Saturday, August 24, 2013

Weekend Roundup

  • From the Atlantic: Geoff Shepard writes about new documents that have surfaced from the "Watergate cover-up trial" and wonders about "justice denied." 
  • In related news, the Nixon Library has released the final batch of White House tapes and the State Department has released "Foreign Relations, 1969-1976, Volume XXXIII, SALT II, 1972-1980." (Hat tip: History News Network)
  • H-Net has begun to migrate to a new platform, H-Net Commons. Read the full announcement here.
  • The National Archives has an interesting new blog: Rediscovering Black History. It spotlights documents, photographs and videos that archivists found while updating NARA's black history guide. (Hat tip: H-Net)
Weekend Roundup is a weekly feature compiled by all the Legal History bloggers.

Friday, August 23, 2013

Madden on Law in the West after Justinian

M. Stuart Madden, formerly a former Distinguished Professor of Law at Pace University School of Law, has published "Paths of Western Law After Justinian," in the (gated)  Widener Law Journal 22 (2013): 757.  Here is the abstract:
This article relates the story of three principal paths of law in Western Europe from the periods preceding the gradual dissolution of the Western Roman Empire following the death of Justinian I in 565 A.D. through and including the several centuries thereafter.

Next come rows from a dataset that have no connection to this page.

//! # Repository Registry
//!
//! The fixed allow-list of repositories crucible manages. Every other
//! component validates repository names against it: a name that is not
//! registered is never checked out, never rewritten to a local path and never
//! deleted by `clean`.
//!
//! The built-in registry is compiled into the binary from
//! `src/repositories.yml`; changing it requires a new release.

use crate::error::{Error, Result};
use serde::{Deserialize, Serialize};
use std::collections::HashSet;
use std::sync::OnceLock;

const BUILTIN_REGISTRY: &str = include_str!("repositories.yml");

/// A repository known to crucible.
#[derive(Debug, Clone, PartialEq, Eq, Serialize, Deserialize)]
pub struct RepositoryEntry {
    /// Local directory name, unique within the registry
    pub name: String,
    /// Upstream organization on the hosting service
    #[serde(rename = "github_org")]
    pub upstream_org: String,
    /// Upstream repository name on the hosting service
    #[serde(rename = "github_repo")]
    pub upstream_name: String,
}

impl RepositoryEntry {
    pub fn new(
        name: impl Into<String>,
        upstream_org: impl Into<String>,
        upstream_name: impl Into<String>,
    ) -> Self {
        Self {
            name: name.into(),
            upstream_org: upstream_org.into(),
            upstream_name: upstream_name.into(),
        }
    }
}

/// An immutable, validated list of [`RepositoryEntry`] values.
#[derive(Debug, Clone)]
pub struct Registry {
    entries: Vec<RepositoryEntry>,
}

impl Registry {
    /// The registry embedded in the binary, parsed once per process.
    pub fn builtin() -> Result<&'static Registry> {
        static BUILTIN: OnceLock<std::result::Result<Registry, String>> = OnceLock::new();
        BUILTIN
            .get_or_init(|| Registry::from_yaml(BUILTIN_REGISTRY).map_err(|e| e.to_string()))
            .as_ref()
            .map_err(|message| Error::Validation {
                message: format!("embedded repositories.yml is invalid: {}", message),
                hint: None,
            })
    }

    /// Parse a registry from its YAML list form.
    pub fn from_yaml(content: &str) -> Result<Self> {
        let entries: Vec<RepositoryEntry> =
            serde_yaml::from_str(content).map_err(|e| Error::Parse {
                source_name: "repositories.yml".to_string(),
                message: e.to_string(),
            })?;
        Self::from_entries(entries)
    }

    /// Build a registry from entries, rejecting duplicate or unsafe names.
    pub fn from_entries(entries: Vec<RepositoryEntry>) -> Result<Self> {
        let mut seen = HashSet::new();
        for entry in &entries {
            validate_name(&entry.name)?;
            if entry.upstream_org.is_empty() || entry.upstream_name.is_empty() {
                return Err(Error::Validation {
                    message: format!("repository '{}' has an empty upstream", entry.name),
                    hint: None,
                });
            }
            if !seen.insert(entry.name.as_str()) {
                return Err(Error::Validation {
                    message: format!("repository '{}' is registered twice", entry.name),
                    hint: None,
                });
            }
        }
        Ok(Self { entries })
    }

    pub fn lookup(&self, name: &str) -> Option<&RepositoryEntry> {
        self.entries.iter().find(|e| e.name == name)
    }

    /// Like [`Registry::lookup`] but fails with a validation error listing
    /// the known names.
    pub fn require(&self, name: &str) -> Result<&RepositoryEntry> {
        self.lookup(name).ok_or_else(|| Error::UnknownRepository {
            name: name.to_string(),
            hint: Some(format!("known repositories: {}", self.names().join(", "))),
        })
    }

    pub fn contains(&self, name: &str) -> bool {
        self.lookup(name).is_some()
    }

    /// All entries in declaration order.
    pub fn all(&self) -> &[RepositoryEntry] {
        &self.entries
    }

    pub fn names(&self) -> Vec<&str> {
        self.entries.iter().map(|e| e.name.as_str()).collect()
    }

    pub fn len(&self) -> usize {
        self.entries.len()
    }

    pub fn is_empty(&self) -> bool {
        self.entries.is_empty()
    }
}

// Names become directory names at the workspace root.
fn validate_name(name: &str) -> Result<()> {
    let bad = name.is_empty()
        || name == "."
        || name == ".."
        || name.contains('/')
        || name.contains('\\')
        || name.chars().any(char::is_whitespace);
    if bad {
        return Err(Error::Validation {
            message: format!("'{}' is not a valid repository name", name),
            hint: Some("names must be a single path component".to_string()),
        });
    }
    Ok(())
}
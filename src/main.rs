//! # Crucible CLI
//!
//! This is the binary entry point for the `crucible` command-line tool.
//!
//! Its primary responsibilities are:
//! - Parsing command-line arguments using `clap`.
//! - Executing the appropriate command based on the parsed arguments.
//! - Handling top-level application errors and translating them into user-friendly
//!   output.
//!
//! The workspace logic lives in the `lib.rs` library crate; the binary is a
//! thin wrapper around it.

mod cli;
mod commands;

use anyhow::Result;
use clap::Parser;

fn main() -> Result<()> {
    let cli = cli::Cli::parse();
    cli.execute()
}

The period witnessed an acceleration of the absorption of Roman law into the customary law of the various Germanic groups that occupied and ruled the former Roman territories, and the recitation of such law in the form of new law codes promulgated by three of the major Gothic groupings: the Lombards, the Burgundians, and the Salian Franks.

In the main, the Germanic rulers were attentive to the need for laws that would suit not only German customary law as had been followed for many centuries, but also the Roman law to which their Roman constituencies, now under Germanic rule, had adhered. Importantly, even such Roman law as would be applied was only a bowdlerized version of Justinian’s contributions, as the Digests and other interpretative parts of the comprehensive Corpus Juris Civilis were somehow lost, only to be recovered some centuries later. Thus, for the first several centuries of Germanic rule, the only remnant of written Roman law available was the blunt-edged summarization contained in the Code of Justinian.

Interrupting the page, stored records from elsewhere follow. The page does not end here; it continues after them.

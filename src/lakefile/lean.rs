//! `lakefile.lean` handling.
//!
//! Lean lakefiles are programs, so they are edited textually: only `require`
//! statements naming a local checkout are replaced, in any of these forms:
//!
//! ```lean
//! require batteries
//! require batteries from git "https://github.com/leanprover-community/batteries" @ "main"
//! require proofwidgets from git "https://github.com/leanprover-community/ProofWidgets4" @ "v0.0.40" / "lean"
//! require "leanprover-community" / "batteries" @ git "main"
//! require "leanprover-community" / "batteries" @ "v4.12.0"
//! require «batteries» from "../somewhere"
//! ```
//!
//! Each becomes `require batteries from "../batteries"`, with a git
//! sub-directory appended to the path. Any trailing `with ...` options clause
//! is left in place. Only statements at the start of a line are considered,
//! so commented-out requires stay as written.

use log::debug;
use regex::{Captures, Regex};

use super::LocalCheckouts;
use crate::error::Result;

const REQUIRE_PATTERN: &str = concat!(
    r#"(?m)^(?P<indent>[ \t]*)require\s+"#,
    r#"(?:"[^"]*"\s*/\s*"(?P<scoped>[^"]+)"|«(?P<quoted>[^»]+)»|(?P<ident>[A-Za-z_][A-Za-z0-9_'!?]*))"#,
    r#"(?P<source>"#,
    r#"\s+@\s+git\s+"[^"]*""#,
    r#"|\s+@\s+"[^"]*""#,
    r#"|\s+from\s+git\s+"[^"]*"(?:\s+@\s+"[^"]*")?(?:\s*/\s*"(?P<sub>[^"]*)")?"#,
    r#"|\s+from\s+"(?P<path>[^"]*)""#,
    r#")?"#,
);

const PACKAGE_PATTERN: &str =
    r"(?m)^\s*package\s+(?:«(?P<quoted>[^»]+)»|(?P<ident>[A-Za-z_][A-Za-z0-9_'!?]*))";

fn required_name<'t>(caps: &Captures<'t>) -> Option<&'t str> {
    caps.name("scoped")
        .or_else(|| caps.name("quoted"))
        .or_else(|| caps.name("ident"))
        .map(|m| m.as_str())
}

fn is_plain_ident(name: &str) -> bool {
    let mut chars = name.chars();
    matches!(chars.next(), Some(c) if c.is_ascii_alphabetic() || c == '_')
        && chars.all(|c| c.is_ascii_alphanumeric() || c == '_')
}

/// Rewrite the `require` statements of a `lakefile.lean`.
///
/// `prefix` is the relative path from the lakefile's directory back to the
/// workspace root. Returns `Ok(None)` when nothing needed to change.
pub fn rewrite(content: &str, local: &LocalCheckouts, prefix: &str) -> Result<Option<String>> {
    let require = Regex::new(REQUIRE_PATTERN)?;
    let rewritten = require.replace_all(content, |caps: &Captures| {
        let original = caps[0].to_string();
        let Some(name) = required_name(caps) else {
            return original;
        };
        if !local.contains(name) {
            return original;
        }

        let local_root = format!("{}{}", prefix, name);
        let target = match caps.name("sub").map(|m| m.as_str().trim_matches('/')) {
            Some(sub) if !sub.is_empty() => format!("{}/{}", local_root, sub),
            _ => local_root.clone(),
        };
        if let Some(path) = caps.name("path").map(|m| m.as_str()) {
            if path == local_root || path.starts_with(&format!("{}/", local_root)) {
                return original;
            }
        }

        let rendered = if is_plain_ident(name) {
            name.to_string()
        } else {
            format!("«{}»", name)
        };
        let indent = caps.name("indent").map_or("", |m| m.as_str());
        debug!("require {} -> path {}", name, target);
        format!("{}require {} from \"{}\"", indent, rendered, target)
    });

    if rewritten == content {
        Ok(None)
    } else {
        Ok(Some(rewritten.into_owned()))
    }
}

/// Read the package name from `package <name>` in a `lakefile.lean`.
pub fn package_name(content: &str) -> Option<String> {
    let caps = Regex::new(PACKAGE_PATTERN).ok()?.captures(content)?;
    caps.name("quoted")
        .or_else(|| caps.name("ident"))
        .map(|m| m.as_str().to_string())
}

Germanic law was revolutionized by its new application to the governance of stable agricultural communities. The Gothic codes also advanced continental law in many ways that today can be seen as building blocks of emerging western law. Perhaps most significantly, the three law codes studied here demonstrate a preference for resolution of disputes by means of composition (compensation), and included monetary incentives therefore. By such means, the Goths were largely successful in turning their culture away from violent retributive justice towards systems of *758 composition for injury. Further to this end were the adoptions of wergeld as an appropriate compensation for a homicide, and also the widespread use of codified tables of composition to be associated with particularized lesser wrongs. These changes in Germanic law gave an increased likelihood of even-handed administration of justice, and provided also a monetized incentive for the family of a victim to forego mayhem in resolving disputes. As to the incidence of violent justice, many ancient Germanic practices, such as blood feud or trial by boiling water, were tamed or eliminated in the development of new agricultural societies. The Gothic codes also adopted remarkably modern distinctions between intentional and accidental harm, as well as negligence standards that assigned uncannily familiar significance to concepts of duty and proximate cause.

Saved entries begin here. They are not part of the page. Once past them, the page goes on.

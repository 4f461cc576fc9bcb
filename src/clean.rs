//! # Workspace Cleaning
//!
//! Removes everything crucible creates at the workspace root and nothing
//! else: the `checkout.yaml` manifest, the generated root lake files, the
//! directories named after registry entries, and staging directories left by
//! an interrupted checkout. Directories whose name is not in the registry are
//! never touched.
//!
//! Cleaning is idempotent. Missing items are reported as such, never as
//! errors, so a half-finished checkout or an already clean workspace cleans
//! up without complaint.

use std::fs;
use std::io;
use std::path::{Path, PathBuf};

use log::debug;

use crate::defaults::{CHECKOUT_MANIFEST, GENERATED_ROOT_FILES, STAGING_PREFIX};
use crate::error::Error;
use crate::registry::Registry;

#[derive(Debug, Clone, Copy, Default)]
pub struct CleanOptions {
    /// Report what would be removed without removing it.
    pub dry_run: bool,
}

#[derive(Debug)]
pub enum CleanStatus {
    Removed,
    /// Present and would be removed (dry run).
    WouldRemove,
    Missing,
    Failed(Error),
}

#[derive(Debug)]
pub struct CleanItem {
    pub path: PathBuf,
    pub is_dir: bool,
    pub status: CleanStatus,
}

#[derive(Debug, Default)]
pub struct CleanReport {
    pub items: Vec<CleanItem>,
}

impl CleanReport {
    pub fn removed(&self) -> impl Iterator<Item = &CleanItem> {
        self.items
            .iter()
            .filter(|i| matches!(i.status, CleanStatus::Removed | CleanStatus::WouldRemove))
    }

    pub fn failures(&self) -> impl Iterator<Item = &CleanItem> {
        self.items
            .iter()
            .filter(|i| matches!(i.status, CleanStatus::Failed(_)))
    }

    pub fn has_failures(&self) -> bool {
        self.failures().next().is_some()
    }
}

/// The root files `clean` owns, manifest first.
pub fn owned_root_files() -> Vec<&'static str> {
    std::iter::once(CHECKOUT_MANIFEST)
        .chain(GENERATED_ROOT_FILES.iter().copied())
        .collect()
}

/// Staging directories at the workspace root, sorted by name.
fn staging_dirs(workspace: &Path) -> io::Result<Vec<PathBuf>> {
    let entries = match fs::read_dir(workspace) {
        Ok(entries) => entries,
        Err(e) if e.kind() == io::ErrorKind::NotFound => return Ok(Vec::new()),
        Err(e) => return Err(e),
    };
    let mut dirs = Vec::new();
    for entry in entries {
        let entry = entry?;
        if entry.file_name().to_string_lossy().starts_with(STAGING_PREFIX) {
            dirs.push(entry.path());
        }
    }
    dirs.sort();
    Ok(dirs)
}

/// Remove the manifest, generated root files, registry directories and
/// leftover staging directories.
pub fn clean(workspace: &Path, registry: &Registry, options: CleanOptions) -> CleanReport {
    let mut report = CleanReport::default();

    for file in owned_root_files() {
        let path = workspace.join(file);
        let status = remove_if(&path, options, |meta| !meta.is_dir(), remove_file);
        report.items.push(CleanItem {
            path,
            is_dir: false,
            status,
        });
    }

    for entry in registry.all() {
        let path = workspace.join(&entry.name);
        // A symlink to a directory is removed as a link, never followed.
        let status = remove_if(&path, options, |_| path.is_dir(), remove_dir);
        report.items.push(CleanItem {
            path,
            is_dir: true,
            status,
        });
    }

    match staging_dirs(workspace) {
        Ok(dirs) => {
            for path in dirs {
                let status = remove_if(&path, options, |meta| meta.is_dir(), remove_dir);
                report.items.push(CleanItem {
                    path,
                    is_dir: true,
                    status,
                });
            }
        }
        Err(e) => report.items.push(CleanItem {
            path: workspace.to_path_buf(),
            is_dir: true,
            status: CleanStatus::Failed(Error::filesystem(workspace, e)),
        }),
    }

    report
}

fn remove_file(path: &Path, _meta: &fs::Metadata) -> io::Result<()> {
    fs::remove_file(path)
}

fn remove_dir(path: &Path, meta: &fs::Metadata) -> io::Result<()> {
    if meta.file_type().is_symlink() {
        fs::remove_file(path)
    } else {
        fs::remove_dir_all(path)
    }
}

fn remove_if(
    path: &Path,
    options: CleanOptions,
    applies: impl Fn(&fs::Metadata) -> bool,
    remove: impl Fn(&Path, &fs::Metadata) -> io::Result<()>,
) -> CleanStatus {
    let meta = match fs::symlink_metadata(path) {
        Ok(meta) => meta,
        Err(e) if e.kind() == io::ErrorKind::NotFound => return CleanStatus::Missing,
        Err(e) => return CleanStatus::Failed(Error::filesystem(path, e)),
    };

    if !applies(&meta) {
        debug!("leaving {}: not the kind of entry crucible owns", path.display());
        return CleanStatus::Missing;
    }

    if options.dry_run {
        return CleanStatus::WouldRemove;
    }

    match remove(path, &meta) {
        Ok(()) => CleanStatus::Removed,
        Err(e) => CleanStatus::Failed(Error::filesystem(path, e)),
    }
}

In sum, the law codes of the Lombards, the Burgundians, and the Salian Franks provided a civilizing legal bridge between the fall of the Western Empire and the more westernized law codes that would follow in the later Middle Ages.

Hovenkamp on Coase

Herbert J. Hovenkamp, Iowa Law, has published Coase, a “brief essay [that] considers the lifetime contributions of Ronald Coase and their influence. Comments are welcome.”

A Finding Guide to Papers of US Supreme Court Justices

Over at SCOTUSblog, Ronald Collins has posted a finding guide to the papers of U.S. Supreme Court justices: Accessing the papers of Supreme Court Justices: Online & other resources.

AJLH 53:3

Issue 53:3 (July 2013) of the American Journal of Legal History is out.  Here are the contents:

Wilfred E. Rumble, “Austin in America: The Case of John Chipman Gray”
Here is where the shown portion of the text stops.